After chain navigation on the Elbe ended and the tug was decommissioned in 1931, the hull had various uses. In 1933 it was sold to Paul Michaelis in Magdeburg-Fermersleben, beached, fitted with wooden deck structures, and used as a boat shed and restaurant for the local water sports club. The ship lay in the area of Fermersleben Harbour on the western bank of the Elbe. Paddle boats stored inside were transported to the river via a cableway. Use of the tug, which also hosted weekend entertainment events, peaked again in the mid-1960s, but was later discontinued. The hull fell into decay. In 1988 the surviving hull was listed as a historic monument.

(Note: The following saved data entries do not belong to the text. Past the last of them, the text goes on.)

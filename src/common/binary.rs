//! Binary data parsing utilities shared by the container and record layers.
//!
//! This module provides functions for reading little-endian integers and for
//! decoding the two string encodings both layers use: UTF-16LE and the
//! "compressed" single-byte form (ISO-8859-1, one byte per UTF-16 code unit).

use encoding_rs::UTF_16LE;
use zerocopy::{F64, FromBytes, LE, U16, U32, U64};

/// Binary parsing error type
#[derive(Debug, Clone)]
pub enum BinaryError {
    /// Not enough data to read the requested type
    InsufficientData { expected: usize, available: usize },
    /// Failed to parse the data
    ParseError(String),
}

impl std::fmt::Display for BinaryError {
    fn fmt(&self, f: &mut std::fmt::Formatter<'_>) -> std::fmt::Result {
        match self {
            BinaryError::InsufficientData {
                expected,
                available,
            } => {
                write!(
                    f,
                    "Insufficient data: expected {}, got {}",
                    expected, available
                )
            },
            BinaryError::ParseError(msg) => write!(f, "Parse error: {}", msg),
        }
    }
}

impl std::error::Error for BinaryError {}

/// Result type for binary operations
pub type BinaryResult<T> = Result<T, BinaryError>;

#[inline]
fn slice_at(data: &[u8], offset: usize, len: usize) -> BinaryResult<&[u8]> {
    match offset.checked_add(len) {
        Some(end) if end <= data.len() => Ok(&data[offset..end]),
        _ => Err(BinaryError::InsufficientData {
            expected: offset.saturating_add(len),
            available: data.len(),
        }),
    }
}

/// Read a little-endian u16 from a byte slice at the given offset.
///
/// # Examples
///
/// ```
/// use olecore::common::binary::read_u16_le;
/// let data = [0x34, 0x12, 0x78, 0x56];
/// assert_eq!(read_u16_le(&data, 0).unwrap(), 0x1234);
/// assert_eq!(read_u16_le(&data, 2).unwrap(), 0x5678);
/// ```
#[inline]
pub fn read_u16_le(data: &[u8], offset: usize) -> BinaryResult<u16> {
    U16::<LE>::read_from_bytes(slice_at(data, offset, 2)?)
        .map(|v| v.get())
        .map_err(|_| BinaryError::ParseError("Failed to read u16".to_string()))
}

/// Read a little-endian u32 from a byte slice at the given offset.
#[inline]
pub fn read_u32_le(data: &[u8], offset: usize) -> BinaryResult<u32> {
    U32::<LE>::read_from_bytes(slice_at(data, offset, 4)?)
        .map(|v| v.get())
        .map_err(|_| BinaryError::ParseError("Failed to read u32".to_string()))
}

/// Read a little-endian u64 from a byte slice at the given offset.
#[inline]
pub fn read_u64_le(data: &[u8], offset: usize) -> BinaryResult<u64> {
    U64::<LE>::read_from_bytes(slice_at(data, offset, 8)?)
        .map(|v| v.get())
        .map_err(|_| BinaryError::ParseError("Failed to read u64".to_string()))
}

/// Read a little-endian f64 from a byte slice at the given offset.
#[inline]
pub fn read_f64_le(data: &[u8], offset: usize) -> BinaryResult<f64> {
    F64::<LE>::read_from_bytes(slice_at(data, offset, 8)?)
        .map(|v| v.get())
        .map_err(|_| BinaryError::ParseError("Failed to read f64".to_string()))
}

/// Decode UTF-16LE bytes, replacing unpaired surrogates and stopping at the
/// first NUL code unit.
///
/// # Examples
///
/// ```
/// use olecore::common::binary::decode_utf16le;
/// let data = [0x48, 0x00, 0x69, 0x00, 0x00, 0x00, 0x41, 0x00];
/// assert_eq!(decode_utf16le(&data), "Hi");
/// ```
pub fn decode_utf16le(data: &[u8]) -> String {
    let (decoded, _) = UTF_16LE.decode_without_bom_handling(data);
    match decoded.find('\0') {
        Some(end) => decoded[..end].to_string(),
        None => decoded.into_owned(),
    }
}

/// Decode UTF-16LE bytes exactly, failing on malformed input.
///
/// Used where the decoded string must re-encode to the same bytes.
pub fn decode_utf16le_strict(data: &[u8]) -> Option<String> {
    if data.len() % 2 != 0 {
        return None;
    }
    UTF_16LE
        .decode_without_bom_handling_and_without_replacement(data)
        .map(|s| s.into_owned())
}

/// Decode "compressed" single-byte characters (each byte is the low byte of
/// a UTF-16 code unit whose high byte is zero).
pub fn decode_compressed(data: &[u8]) -> String {
    data.iter().map(|&b| b as char).collect()
}

/// Encode a string as UTF-16LE bytes.
pub fn encode_utf16le(value: &str) -> Vec<u8> {
    value.encode_utf16().flat_map(|unit| unit.to_le_bytes()).collect()
}

#[cfg(test)]
mod tests {
    use super::*;

    #[test]
    fn test_read_out_of_bounds() {
        let data = [0u8; 3];
        assert!(matches!(
            read_u32_le(&data, 0),
            Err(BinaryError::InsufficientData {
                expected: 4,
                available: 3
            })
        ));
        assert!(read_u16_le(&data, usize::MAX).is_err());
    }

    #[test]
    fn test_utf16_roundtrip() {
        let encoded = encode_utf16le("Root Entry");
        assert_eq!(decode_utf16le(&encoded), "Root Entry");
        assert_eq!(decode_utf16le_strict(&encoded).as_deref(), Some("Root Entry"));
    }

    #[test]
    fn test_strict_rejects_lone_surrogate() {
        assert_eq!(decode_utf16le_strict(&[0x00, 0xD8]), None);
        assert_eq!(decode_utf16le_strict(&[0x41]), None);
    }

    #[test]
    fn test_compressed_is_latin1() {
        assert_eq!(decode_compressed(&[0x41, 0xE9]), "Aé");
    }
}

According to reports in the Magdeburger Volksstimme on 9 and 14 July 2005, the Gustav Zeuner was to be recovered through an employment-creation scheme and other contributors, made afloat again, and used as a museum ship. After clearing, sectioning, and transport to Magdeburg’s Science Harbour (formerly the Trade Harbour), detailed reconstruction and restoration began on 1 July 2006 by the “Gesellschaft für Innovation, Sanierung und Entsorgung (GISE mbH)” in cooperation with “Jobcenter ARGE Magdeburg mbH” and with support from the city of Magdeburg. Work was completed at the end of September 2010.

On 11 November 2010 the museum ship was officially handed over in the presence of Magdeburg’s Lord Mayor Lutz Trümper. The ship was not made afloat again. Its permanent exhibition site is beside the harbour basin, close to other historic floating exhibits such as a historic bucket chain excavator and the diving shaft Taucherschacht II. The site also includes a historic lift bridge and warehouse buildings, as well as numerous historic railway vehicles. The Gustav Zeuner can be visited free of charge on guided tours from Wednesday to Sunday during the summer months. In its first season, the newly restored museum steamer attracted more than 5,200 visitors.